Acting Governor of Jamaica
- In office 18 January 1898 – 11 February 1898
- Monarch: Victoria
- Preceded by: Henry Arthur Blake
- Succeeded by: Augustus William Lawson Hemming

Personal details
- Born: 13 November 1838
- Died: 28 June 1926 (aged 87) Strathpeffer, Scotland

Military service
- Allegiance: United Kingdom
- Branch/service: British Army Canadian Army British Indian Army West India Regiment
- Years of service: 1855–1919
- Rank: Major-General

= Henry Jardine Hallowes =

British military officer (1838–1926)

Henry Jardine Hallowes (13 November 1838 – 28 June 1926) was a British military officer. A career soldier, he served in the Army for 64 years, beginning in 1855 and continuing through World War I. Among the various colonial administrative roles he held, he briefly served as the Acting Governor of Jamaica in 1898.

== Biography ==
Henry Jardine Hallowes, the son of Admiral John Hallowes, was born on 13 November 1838. His military career began in 1855 when he joined the British Army. His early postings included serving as adjutant of the 15th Foot and Adjutant-General of the New Brunswick Militia. He also took on the role of adjutant at the School for Officers of the Reserve Forces.

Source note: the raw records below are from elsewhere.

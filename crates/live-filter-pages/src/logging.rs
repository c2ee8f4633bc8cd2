//! Console logging for the live filter
//!
//! Each macro formats lazily and hands the message to [`emit`], which
//! writes to the browser console on `wasm32` and to stderr elsewhere.
//! Nothing is written unless `debug_assertions` are on; `debug_log!`
//! additionally needs the `debug-hooks` feature of this crate.
//!
//! | Macro | Level | Extra requirement | WASM sink |
//! |-------|-------|-------------------|-----------|
//! | `debug_log!` | [`Level::Debug`] | `debug-hooks` | `console.debug` |
//! | `info_log!` | [`Level::Info`] | - | `console.info` |
//! | `warn_log!` | [`Level::Warn`] | - | `console.warn` |
//! | `error_log!` | [`Level::Error`] | - | `console.error` |
//!
//! ## Example
//!
//! ```ignore
//! use live_filter_pages::{debug_log, info_log};
//!
//! info_log!("captured {} entries", count);
//! debug_log!("query {:?}: {} visible", query, visible);
//! ```

use std::fmt;

/// Severity of a log line.
#[derive(Debug, Clone, Copy, PartialEq, Eq, PartialOrd, Ord)]
pub enum Level {
	/// Per-keystroke detail.
	Debug,
	/// Lifecycle events such as mounting.
	Info,
	/// Recoverable oddities, e.g. an empty list.
	Warn,
	/// Wiring failures returned to the caller.
	Error,
}

impl Level {
	/// Returns true if lines at this level are written in this build.
	pub const fn enabled(self) -> bool {
		match self {
			Level::Debug => cfg!(all(debug_assertions, feature = "debug-hooks")),
			_ => cfg!(debug_assertions),
		}
	}

	#[cfg_attr(all(target_arch = "wasm32", not(test)), allow(dead_code))]
	fn label(self) -> &'static str {
		match self {
			Level::Debug => "DEBUG",
			Level::Info => "INFO",
			Level::Warn => "WARN",
			Level::Error => "ERROR",
		}
	}
}

/// Writes one log line if `level` is enabled.
///
/// Called by the logging macros; formatting only happens for enabled levels.
pub fn emit(level: Level, args: fmt::Arguments<'_>) {
	if !level.enabled() {
		return;
	}
	write_line(level, &format!("[live-filter] {}", args));
}

#[cfg(target_arch = "wasm32")]
fn write_line(level: Level, line: &str) {
	let value = wasm_bindgen::JsValue::from_str(line);
	match level {
		Level::Debug => web_sys::console::debug_1(&value),
		Level::Info => web_sys::console::info_1(&value),
		Level::Warn => web_sys::console::warn_1(&value),
		Level::Error => web_sys::console::error_1(&value),
	}
}

#[cfg(not(target_arch = "wasm32"))]
fn write_line(level: Level, line: &str) {
	eprintln!("[{}] {}", level.label(), line);
}

/// Logs a debug message (requires `debug-hooks` feature + `debug_assertions`)
#[macro_export]
macro_rules! debug_log {
	($($arg:tt)*) => {
		$crate::logging::emit($crate::logging::Level::Debug, format_args!($($arg)*))
	};
}

/// Logs an info message (requires `debug_assertions`)
#[macro_export]
macro_rules! info_log {
	($($arg:tt)*) => {
		$crate::logging::emit($crate::logging::Level::Info, format_args!($($arg)*))
	};
}

/// Logs a warning message (requires `debug_assertions`)
#[macro_export]
macro_rules! warn_log {
	($($arg:tt)*) => {
		$crate::logging::emit($crate::logging::Level::Warn, format_args!($($arg)*))
	};
}

/// Logs an error message (requires `debug_assertions`)
///
/// Wiring failures are reported through this macro before the error is
/// handed back to the caller.
#[macro_export]
macro_rules! error_log {
	($($arg:tt)*) => {
		$crate::logging::emit($crate::logging::Level::Error, format_args!($($arg)*))
	};
}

Hallowes served in various international locations, including India and Jamaica, where he held the significant post of General Officer Commanding the Troops from 1895 to 1900. His leadership extended to civilian governance, as he was an ex-officio member of the Legislative Council during his time in Jamaica. He was later appointed Colonel-in-Chief of the West India Regiment.

Despite nearing his eighties, Hallowes served throughout World War I. His contributions earned him numerous honors, including the Collar of a Commander of the Legion of Honour and the Croix de Guerre with Palms.

Hallowes married twice and was survived by his widow and one child. He died in Strathpeffer, Scotland, on 28 June 1926, at the age of 87.